>>>

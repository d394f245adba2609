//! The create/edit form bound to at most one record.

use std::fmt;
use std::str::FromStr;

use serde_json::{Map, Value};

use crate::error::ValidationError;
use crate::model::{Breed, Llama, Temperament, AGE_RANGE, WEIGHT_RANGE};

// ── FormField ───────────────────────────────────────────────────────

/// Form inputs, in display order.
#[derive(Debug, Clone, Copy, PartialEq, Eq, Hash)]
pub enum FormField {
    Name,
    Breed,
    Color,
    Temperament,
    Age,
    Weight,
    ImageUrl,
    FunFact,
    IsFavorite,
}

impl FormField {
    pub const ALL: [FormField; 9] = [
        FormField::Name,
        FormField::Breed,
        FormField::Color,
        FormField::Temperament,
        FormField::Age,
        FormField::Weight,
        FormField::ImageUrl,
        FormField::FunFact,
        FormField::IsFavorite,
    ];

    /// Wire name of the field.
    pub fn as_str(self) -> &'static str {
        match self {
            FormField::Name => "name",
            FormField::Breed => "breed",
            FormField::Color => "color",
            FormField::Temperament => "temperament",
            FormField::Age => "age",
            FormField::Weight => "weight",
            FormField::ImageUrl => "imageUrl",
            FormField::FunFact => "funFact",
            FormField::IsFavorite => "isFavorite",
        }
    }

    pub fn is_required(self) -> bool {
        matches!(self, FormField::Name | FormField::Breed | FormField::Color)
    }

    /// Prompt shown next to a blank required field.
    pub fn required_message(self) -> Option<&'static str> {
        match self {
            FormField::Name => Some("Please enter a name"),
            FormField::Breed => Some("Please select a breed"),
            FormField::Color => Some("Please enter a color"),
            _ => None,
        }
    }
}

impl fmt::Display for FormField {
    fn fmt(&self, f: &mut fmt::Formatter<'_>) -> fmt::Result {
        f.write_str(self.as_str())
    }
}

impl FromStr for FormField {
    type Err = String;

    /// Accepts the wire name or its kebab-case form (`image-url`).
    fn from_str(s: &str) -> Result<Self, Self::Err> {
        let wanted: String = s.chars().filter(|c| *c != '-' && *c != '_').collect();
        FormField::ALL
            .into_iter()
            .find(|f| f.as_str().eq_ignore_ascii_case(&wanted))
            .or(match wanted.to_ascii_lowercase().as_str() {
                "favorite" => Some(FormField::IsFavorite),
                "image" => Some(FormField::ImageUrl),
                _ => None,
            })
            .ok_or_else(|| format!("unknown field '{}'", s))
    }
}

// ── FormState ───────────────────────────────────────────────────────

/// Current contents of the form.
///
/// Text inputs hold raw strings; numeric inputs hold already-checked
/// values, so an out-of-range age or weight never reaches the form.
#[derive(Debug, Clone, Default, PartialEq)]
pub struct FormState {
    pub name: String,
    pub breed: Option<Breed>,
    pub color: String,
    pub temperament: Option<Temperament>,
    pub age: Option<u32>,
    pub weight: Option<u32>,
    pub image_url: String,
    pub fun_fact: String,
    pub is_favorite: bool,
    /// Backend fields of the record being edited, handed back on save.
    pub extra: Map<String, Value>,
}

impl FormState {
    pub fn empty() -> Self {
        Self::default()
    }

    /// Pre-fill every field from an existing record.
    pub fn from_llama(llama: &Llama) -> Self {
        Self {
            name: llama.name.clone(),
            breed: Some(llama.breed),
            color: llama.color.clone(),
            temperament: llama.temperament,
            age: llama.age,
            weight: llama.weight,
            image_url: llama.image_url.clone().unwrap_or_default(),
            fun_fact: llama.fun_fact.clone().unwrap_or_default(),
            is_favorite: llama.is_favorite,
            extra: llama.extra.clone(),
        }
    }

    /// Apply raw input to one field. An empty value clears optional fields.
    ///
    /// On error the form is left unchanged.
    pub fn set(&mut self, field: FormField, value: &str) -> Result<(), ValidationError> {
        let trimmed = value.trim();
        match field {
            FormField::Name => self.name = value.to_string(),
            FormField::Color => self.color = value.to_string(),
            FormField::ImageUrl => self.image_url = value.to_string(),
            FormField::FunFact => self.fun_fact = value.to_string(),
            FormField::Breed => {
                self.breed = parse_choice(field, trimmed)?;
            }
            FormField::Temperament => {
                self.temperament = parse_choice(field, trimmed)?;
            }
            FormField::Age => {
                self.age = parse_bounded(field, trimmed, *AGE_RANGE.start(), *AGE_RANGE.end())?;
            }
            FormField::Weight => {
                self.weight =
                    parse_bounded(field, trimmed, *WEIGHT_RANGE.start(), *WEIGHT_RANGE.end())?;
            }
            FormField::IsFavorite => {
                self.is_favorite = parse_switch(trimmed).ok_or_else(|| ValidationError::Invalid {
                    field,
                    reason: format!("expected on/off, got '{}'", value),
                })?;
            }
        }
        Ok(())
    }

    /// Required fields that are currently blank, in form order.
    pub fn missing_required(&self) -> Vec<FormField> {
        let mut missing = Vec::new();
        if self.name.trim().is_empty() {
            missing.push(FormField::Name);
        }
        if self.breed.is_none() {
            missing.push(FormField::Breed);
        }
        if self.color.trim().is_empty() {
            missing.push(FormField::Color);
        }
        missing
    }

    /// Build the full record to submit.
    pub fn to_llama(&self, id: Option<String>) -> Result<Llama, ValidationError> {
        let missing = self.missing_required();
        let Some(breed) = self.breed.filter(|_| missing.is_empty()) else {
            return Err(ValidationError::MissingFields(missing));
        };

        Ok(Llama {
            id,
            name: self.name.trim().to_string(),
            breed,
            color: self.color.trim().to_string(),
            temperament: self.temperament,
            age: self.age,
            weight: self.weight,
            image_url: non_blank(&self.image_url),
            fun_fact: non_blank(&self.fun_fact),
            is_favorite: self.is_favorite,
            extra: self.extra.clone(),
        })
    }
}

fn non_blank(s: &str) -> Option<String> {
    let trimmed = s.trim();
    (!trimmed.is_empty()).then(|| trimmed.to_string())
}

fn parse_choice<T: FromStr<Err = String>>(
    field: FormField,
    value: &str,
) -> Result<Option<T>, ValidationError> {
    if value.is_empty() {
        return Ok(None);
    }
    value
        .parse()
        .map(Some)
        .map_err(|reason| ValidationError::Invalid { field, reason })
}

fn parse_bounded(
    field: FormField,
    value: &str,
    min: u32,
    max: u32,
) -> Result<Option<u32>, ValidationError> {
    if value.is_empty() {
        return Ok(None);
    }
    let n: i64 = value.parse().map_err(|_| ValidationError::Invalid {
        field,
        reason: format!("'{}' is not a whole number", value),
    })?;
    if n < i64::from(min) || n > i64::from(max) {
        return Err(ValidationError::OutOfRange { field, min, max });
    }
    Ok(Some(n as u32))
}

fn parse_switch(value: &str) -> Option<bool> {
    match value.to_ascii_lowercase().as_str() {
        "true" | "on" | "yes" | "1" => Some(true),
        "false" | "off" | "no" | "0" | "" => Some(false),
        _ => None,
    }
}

<<<

Write the listing out again, matching every line exactly.

repository d394f245adba2609
//! The create/edit form bound to at most one record.

use std::fmt;
use std::str::FromStr;

use serde_json::{Map, Value};

use crate::error::ValidationError;
use crate::model::{Breed, Llama, Temperament, AGE_RANGE, WEIGHT_RANGE};

// ── FormField ───────────────────────────────────────────────────────

/// Form inputs, in display order.
#[derive(Debug, Clone, Copy, PartialEq, Eq, Hash)]
pub enum FormField {
    Name,
    Breed,
    Color,
    Temperament,
    Age,
    Weight,
    ImageUrl,
    FunFact,
    IsFavorite,
}

impl FormField {
    pub const ALL: [FormField; 9] = [
        FormField::Name,
        FormField::Breed,
        FormField::Color,
        FormField::Temperament,
        FormField::Age,
        FormField::Weight,
        FormField::ImageUrl,
        FormField::FunFact,
        FormField::IsFavorite,
    ];

    /// Wire name of the field.
    pub fn as_str(self) -> &'static str {
        match self {
            FormField::Name => "name",
            FormField::Breed => "breed",
            FormField::Color => "color",
            FormField::Temperament => "temperament",
            FormField::Age => "age",
            FormField::Weight => "weight",
            FormField::ImageUrl => "imageUrl",
            FormField::FunFact => "funFact",
            FormField::IsFavorite => "isFavorite",
        }
    }

    pub fn is_required(self) -> bool {
        matches!(self, FormField::Name | FormField::Breed | FormField::Color)
    }

    /// Prompt shown next to a blank required field.
    pub fn required_message(self) -> Option<&'static str> {
        match self {
            FormField::Name => Some("Please enter a name"),
            FormField::Breed => Some("Please select a breed"),
            FormField::Color => Some("Please enter a color"),
            _ => None,
        }
    }
}

impl fmt::Display for FormField {
    fn fmt(&self, f: &mut fmt::Formatter<'_>) -> fmt::Result {
        f.write_str(self.as_str())
    }
}

impl FromStr for FormField {
    type Err = String;

    /// Accepts the wire name or its kebab-case form (`image-url`).
    fn from_str(s: &str) -> Result<Self, Self::Err> {
        let wanted: String = s.chars().filter(|c| *c != '-' && *c != '_').collect();
        FormField::ALL
            .into_iter()
            .find(|f| f.as_str().eq_ignore_ascii_case(&wanted))
            .or(match wanted.to_ascii_lowercase().as_str() {
                "favorite" => Some(FormField::IsFavorite),
                "image" => Some(FormField::ImageUrl),
                _ => None,
            })
            .ok_or_else(|| format!("unknown field '{}'", s))
    }
}

// ── FormState ───────────────────────────────────────────────────────

/// Current contents of the form.
///
/// Text inputs hold raw strings; numeric inputs hold already-checked
/// values, so an out-of-range age or weight never reaches the form.
#[derive(Debug, Clone, Default, PartialEq)]
pub struct FormState {
    pub name: String,
    pub breed: Option<Breed>,
    pub color: String,
    pub temperament: Option<Temperament>,
    pub age: Option<u32>,
    pub weight: Option<u32>,
    pub image_url: String,
    pub fun_fact: String,
    pub is_favorite: bool,
    /// Backend fields of the record being edited, handed back on save.
    pub extra: Map<String, Value>,
}

impl FormState {
    pub fn empty() -> Self {
        Self::default()
    }

    /// Pre-fill every field from an existing record.
    pub fn from_llama(llama: &Llama) -> Self {
        Self {
            name: llama.name.clone(),
            breed: Some(llama.breed),
            color: llama.color.clone(),
            temperament: llama.temperament,
            age: llama.age,
            weight: llama.weight,
            image_url: llama.image_url.clone().unwrap_or_default(),
            fun_fact: llama.fun_fact.clone().unwrap_or_default(),
            is_favorite: llama.is_favorite,
            extra: llama.extra.clone(),
        }
    }

    /// Apply raw input to one field. An empty value clears optional fields.
    ///
    /// On error the form is left unchanged.
    pub fn set(&mut self, field: FormField, value: &str) -> Result<(), ValidationError> {
        let trimmed = value.trim();
        match field {
            FormField::Name => self.name = value.to_string(),
            FormField::Color => self.color = value.to_string(),
            FormField::ImageUrl => self.image_url = value.to_string(),
            FormField::FunFact => self.fun_fact = value.to_string(),
            FormField::Breed => {
                self.breed = parse_choice(field, trimmed)?;
            }
            FormField::Temperament => {
                self.temperament = parse_choice(field, trimmed)?;
            }
            FormField::Age => {
                self.age = parse_bounded(field, trimmed, *AGE_RANGE.start(), *AGE_RANGE.end())?;
            }
            FormField::Weight => {
                self.weight =
                    parse_bounded(field, trimmed, *WEIGHT_RANGE.start(), *WEIGHT_RANGE.end())?;
            }
            FormField::IsFavorite => {
                self.is_favorite = parse_switch(trimmed).ok_or_else(|| ValidationError::Invalid {
                    field,
                    reason: format!("expected on/off, got '{}'", value),
                })?;
            }
        }
        Ok(())
    }

    /// Required fields that are currently blank, in form order.
    pub fn missing_required(&self) -> Vec<FormField> {
        let mut missing = Vec::new();
        if self.name.trim().is_empty() {
            missing.push(FormField::Name);
        }
        if self.breed.is_none() {
            missing.push(FormField::Breed);
        }
        if self.color.trim().is_empty() {
            missing.push(FormField::Color);
        }
        missing
    }

    /// Build the full record to submit.
    pub fn to_llama(&self, id: Option<String>) -> Result<Llama, ValidationError> {
        let missing = self.missing_required();
        let Some(breed) = self.breed.filter(|_| missing.is_empty()) else {
            return Err(ValidationError::MissingFields(missing));
        };

        Ok(Llama {
            id,
            name: self.name.trim().to_string(),
            breed,
            color: self.color.trim().to_string(),
            temperament: self.temperament,
            age: self.age,
            weight: self.weight,
            image_url: non_blank(&self.image_url),
            fun_fact: non_blank(&self.fun_fact),
            is_favorite: self.is_favorite,
            extra: self.extra.clone(),
        })
    }
}

fn non_blank(s: &str) -> Option<String> {
    let trimmed = s.trim();
    (!trimmed.is_empty()).then(|| trimmed.to_string())
}

fn parse_choice<T: FromStr<Err = String>>(
    field: FormField,
    value: &str,
) -> Result<Option<T>, ValidationError> {
    if value.is_empty() {
        return Ok(None);
    }
    value
        .parse()
        .map(Some)
        .map_err(|reason| ValidationError::Invalid { field, reason })
}

fn parse_bounded(
    field: FormField,
    value: &str,
    min: u32,
    max: u32,
) -> Result<Option<u32>, ValidationError> {
    if value.is_empty() {
        return Ok(None);
    }
    let n: i64 = value.parse().map_err(|_| ValidationError::Invalid {
        field,
        reason: format!("'{}' is not a whole number", value),
    })?;
    if n < i64::from(min) || n > i64::from(max) {
        return Err(ValidationError::OutOfRange { field, min, max });
    }
    Ok(Some(n as u32))
}

fn parse_switch(value: &str) -> Option<bool> {
    match value.to_ascii_lowercase().as_str() {
        "true" | "on" | "yes" | "1" => Some(true),
        "false" | "off" | "no" | "0" | "" => Some(false),
        _ => None,
    }
}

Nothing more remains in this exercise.